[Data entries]
....................
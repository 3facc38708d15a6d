use std::collections::HashSet;
use std::io::Read;

use rayon::prelude::*;

use crate::{
    foundation::{
        core::TechniqueId,
        error::{FrameplanError, FrameplanResult},
        math::task_hash,
    },
    phase::table::PhaseTable,
    schedule::{
        plan::{Scheduler, SchedulerConfig},
        techniques::TechniqueTable,
    },
    task::{
        Task,
        aggregator::{Aggregator, AggregatorConfig},
    },
};

/// Payload of generated tasks: which producer submitted it, and when.
#[derive(Clone, Copy, Debug, PartialEq, Eq, Hash, serde::Serialize)]
pub struct WorkItem {
    /// Producer index in `0..Workload::producers`.
    pub producer: u32,
    /// Submission index within the producer.
    pub sequence: u32,
}

/// Declarative description of one cycle's submissions.
///
/// Every producer submits `tasks_per_producer` tasks. Phase, priority and technique of each
/// task are derived from `(seed, producer, sequence)`, so the multiset of submitted tasks is
/// identical across runs regardless of thread interleaving.
#[derive(Clone, Debug, PartialEq, Eq, serde::Serialize, serde::Deserialize)]
#[serde(default, deny_unknown_fields)]
pub struct Workload {
    /// Number of concurrent producers.
    pub producers: u32,
    /// Tasks submitted by each producer.
    pub tasks_per_producer: u32,
    /// Priority values tasks are drawn from.
    pub priorities: Vec<u32>,
    /// Seed for task generation.
    pub seed: u64,
}

impl Default for Workload {
    fn default() -> Self {
        Self {
            producers: 4,
            tasks_per_producer: 2000,
            priorities: vec![0, 8, 16, 24],
            seed: 0,
        }
    }
}

impl Workload {
    /// Check producer count and priority set.
    pub fn validate(&self) -> FrameplanResult<()> {
        if self.producers == 0 {
            return Err(FrameplanError::validation("workload producers must be >= 1"));
        }
        if self.priorities.is_empty() {
            return Err(FrameplanError::validation(
                "workload priorities must not be empty",
            ));
        }
        Ok(())
    }

    /// Tasks submitted across all producers.
    pub fn total_tasks(&self) -> u64 {
        u64::from(self.producers) * u64::from(self.tasks_per_producer)
    }

    /// The same workload with half as many tasks per producer.
    pub fn halved(&self) -> Self {
        Self {
            tasks_per_producer: self.tasks_per_producer / 2,
            ..self.clone()
        }
    }
}

/// Everything needed to run cycles from a JSON file.
#[derive(Clone, Debug, serde::Serialize, serde::Deserialize)]
#[serde(deny_unknown_fields)]
pub struct CycleConfig {
    /// Scheduler sizing.
    #[serde(default)]
    pub scheduler: SchedulerConfig,
    /// Aggregator sizing and overflow policy.
    #[serde(default)]
    pub aggregator: AggregatorConfig,
    /// Phases in execution order.
    pub phases: PhaseTable,
    /// Technique names; position is the technique id.
    pub techniques: Vec<String>,
    /// Generated submissions.
    #[serde(default)]
    pub workload: Workload,
}

impl CycleConfig {
    /// Parse and validate a JSON config.
    pub fn from_json_str(s: &str) -> FrameplanResult<Self> {
        let cfg: Self = serde_json::from_str(s)?;
        cfg.validate()?;
        Ok(cfg)
    }

    /// Parse and validate a JSON config from a reader.
    pub fn from_reader(r: impl Read) -> FrameplanResult<Self> {
        let cfg: Self = serde_json::from_reader(r)?;
        cfg.validate()?;
        Ok(cfg)
    }

    /// Validate every section.
    pub fn validate(&self) -> FrameplanResult<()> {
        self.scheduler.validate()?;
        self.aggregator.validate()?;
        self.workload.validate()?;

        if self.techniques.is_empty() {
            return Err(FrameplanError::validation(
                "at least one technique must be declared",
            ));
        }
        if u32::try_from(self.techniques.len()).is_err() {
            return Err(FrameplanError::validation("too many techniques"));
        }
        let mut seen = HashSet::with_capacity(self.techniques.len());
        for name in &self.techniques {
            if !seen.insert(name.as_str()) {
                return Err(FrameplanError::validation(format!(
                    "duplicate technique name '{name}'"
                )));
            }
        }
        Ok(())
    }
}

/// Producer thread configuration.
#[derive(Clone, Debug, Default)]
pub struct SubmitThreading {
    /// Worker threads for producers; `None` uses rayon's default.
    pub threads: Option<usize>,
}

impl SubmitThreading {
    /// Build the producer pool described by this configuration.
    pub fn build_pool(&self) -> FrameplanResult<rayon::ThreadPool> {
        build_thread_pool(self.threads)
    }
}

/// Per-phase outcome of a cycle.
#[derive(Clone, Debug, Default, PartialEq, Eq, serde::Serialize)]
pub struct PhaseReport {
    /// Phase name.
    pub name: String,
    /// Tasks executed in this phase.
    pub tasks: usize,
    /// Technique invocations in this phase.
    pub runs: usize,
}

/// Per-technique outcome of a cycle.
#[derive(Clone, Debug, Default, PartialEq, Eq, serde::Serialize)]
pub struct TechniqueReport {
    /// Technique name.
    pub name: String,
    /// Tasks handed to the technique.
    pub tasks: usize,
    /// Times the technique was invoked.
    pub calls: usize,
}

/// Outcome of [`run_cycle`].
#[derive(Clone, Debug, Default, PartialEq, Eq, serde::Serialize)]
pub struct CycleStats {
    /// Tasks submitted by the workload that was finally consolidated.
    pub submitted: u64,
    /// Tasks in the consolidated plan.
    pub consolidated: usize,
    /// Overflow recoveries needed before the plan fit.
    pub overflow_recoveries: u32,
    /// Batches rejected by the aggregator across all attempts.
    pub dropped_batches: u32,
    /// Tasks inside rejected batches.
    pub dropped_tasks: u64,
    /// Arena bytes in use after consolidation.
    pub arena_bytes_used: usize,
    /// Phases in execution order.
    pub phases: Vec<PhaseReport>,
    /// Techniques in id order.
    pub techniques: Vec<TechniqueReport>,
}

/// Build the rayon pool producers run on.
pub fn build_thread_pool(threads: Option<usize>) -> FrameplanResult<rayon::ThreadPool> {
    if let Some(n) = threads
        && n == 0
    {
        return Err(FrameplanError::validation(
            "submit threading 'threads' must be >= 1 when set",
        ));
    }

    let mut builder = rayon::ThreadPoolBuilder::new();
    if let Some(n) = threads {
        builder = builder.num_threads(n);
    }
    builder.build().map_err(|e| {
        FrameplanError::validation(format!("failed to build rayon thread pool: {e}"))
    })
}

/// Submit `workload` into `aggregator` from `pool`, one rayon task per producer.
///
/// Each producer keeps one batch per phase and flushes all of them before finishing. Returns the
/// number of submitted tasks.
pub fn submit_workload(
    aggregator: &Aggregator<WorkItem>,
    phases: &PhaseTable,
    techniques: u32,
    workload: &Workload,
    pool: &rayon::ThreadPool,
) -> u64 {
    let phase_count = phases.len().max(1) as u64;
    let techniques = u64::from(techniques.max(1));
    let priorities = workload.priorities.len().max(1) as u64;

    pool.install(|| {
        (0..workload.producers)
            .into_par_iter()
            .map(|producer| {
                let mut batches: Vec<_> =
                    phases.ids().map(|p| aggregator.make_batch(p)).collect();
                for sequence in 0..workload.tasks_per_producer {
                    let h = task_hash(workload.seed, producer, sequence);
                    let phase = (h % phase_count) as usize;
                    let priority = workload
                        .priorities
                        .get(((h >> 20) % priorities) as usize)
                        .copied()
                        .unwrap_or(0);
                    let technique = TechniqueId(((h >> 40) % techniques) as u32);
                    batches[phase].add(priority, technique, WorkItem { producer, sequence });
                }
                for batch in &mut batches {
                    batch.flush();
                }
                u64::from(workload.tasks_per_producer)
            })
            .sum()
    })
}

/// Run one full cycle: submit, consolidate, execute every phase, reset.
///
/// Whenever the cycle has to be rebuilt the workload is halved and resubmitted until it fits
/// (bounded by the scheduler's `max_overflow_retries`).
#[tracing::instrument(skip_all, fields(producers = config.workload.producers))]
pub fn run_cycle(
    scheduler: &mut Scheduler<WorkItem>,
    aggregator: &mut Aggregator<WorkItem>,
    config: &CycleConfig,
    pool: &rayon::ThreadPool,
) -> FrameplanResult<CycleStats> {
    let technique_count = u32::try_from(config.techniques.len())
        .map_err(|_| FrameplanError::validation("too many techniques"))?;

    let mut workload = config.workload.clone();
    let mut submitted = submit_workload(
        aggregator,
        &config.phases,
        technique_count,
        &workload,
        pool,
    );

    let consolidated = scheduler.consolidate(aggregator, &config.phases, |agg| {
        workload = workload.halved();
        tracing::info!(
            tasks_per_producer = workload.tasks_per_producer,
            "resubmitting reduced workload"
        );
        submitted = submit_workload(agg, &config.phases, technique_count, &workload, pool);
    })?;
    let consolidate_stats = scheduler.stats();

    let mut dispatched = vec![(0usize, 0usize); config.techniques.len()];
    let executed = {
        let mut table = TechniqueTable::new();
        for (name, slot) in config.techniques.iter().zip(dispatched.iter_mut()) {
            table.register(name.clone(), move |tasks: &[Task<WorkItem>]| {
                slot.0 += tasks.len();
                slot.1 += 1;
            });
        }
        scheduler.execute_all(&config.phases, &mut table)?
    };

    let stats = CycleStats {
        submitted,
        consolidated,
        overflow_recoveries: consolidate_stats.overflow_recoveries,
        dropped_batches: consolidate_stats.dropped_batches,
        dropped_tasks: consolidate_stats.dropped_tasks,
        arena_bytes_used: consolidate_stats.arena_bytes_used,
        phases: config
            .phases
            .iter()
            .zip(&executed)
            .map(|((_, desc), ex)| PhaseReport {
                name: desc.name.clone(),
                tasks: ex.tasks,
                runs: ex.runs,
            })
            .collect(),
        techniques: config
            .techniques
            .iter()
            .zip(&dispatched)
            .map(|(name, &(tasks, calls))| TechniqueReport {
                name: name.clone(),
                tasks,
                calls,
            })
            .collect(),
    };

    scheduler.reset();
    Ok(stats)
}

#[cfg(test)]
#[path = "../tests/unit/pipeline/pipeline.rs"]
mod tests;
pub(crate) mod execute;
pub(crate) mod plan;
pub(crate) mod techniques;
....................
# Problem to work on
Spot every line in the entries that includes the word "consolidated", and copy each one out.

# Output for this task
    /// Tasks submitted by the workload that was finally consolidated.
    /// Tasks in the consolidated plan.
    pub consolidated: usize,
    let consolidated = scheduler.consolidate(aggregator, &config.phases, |agg| {
        consolidated,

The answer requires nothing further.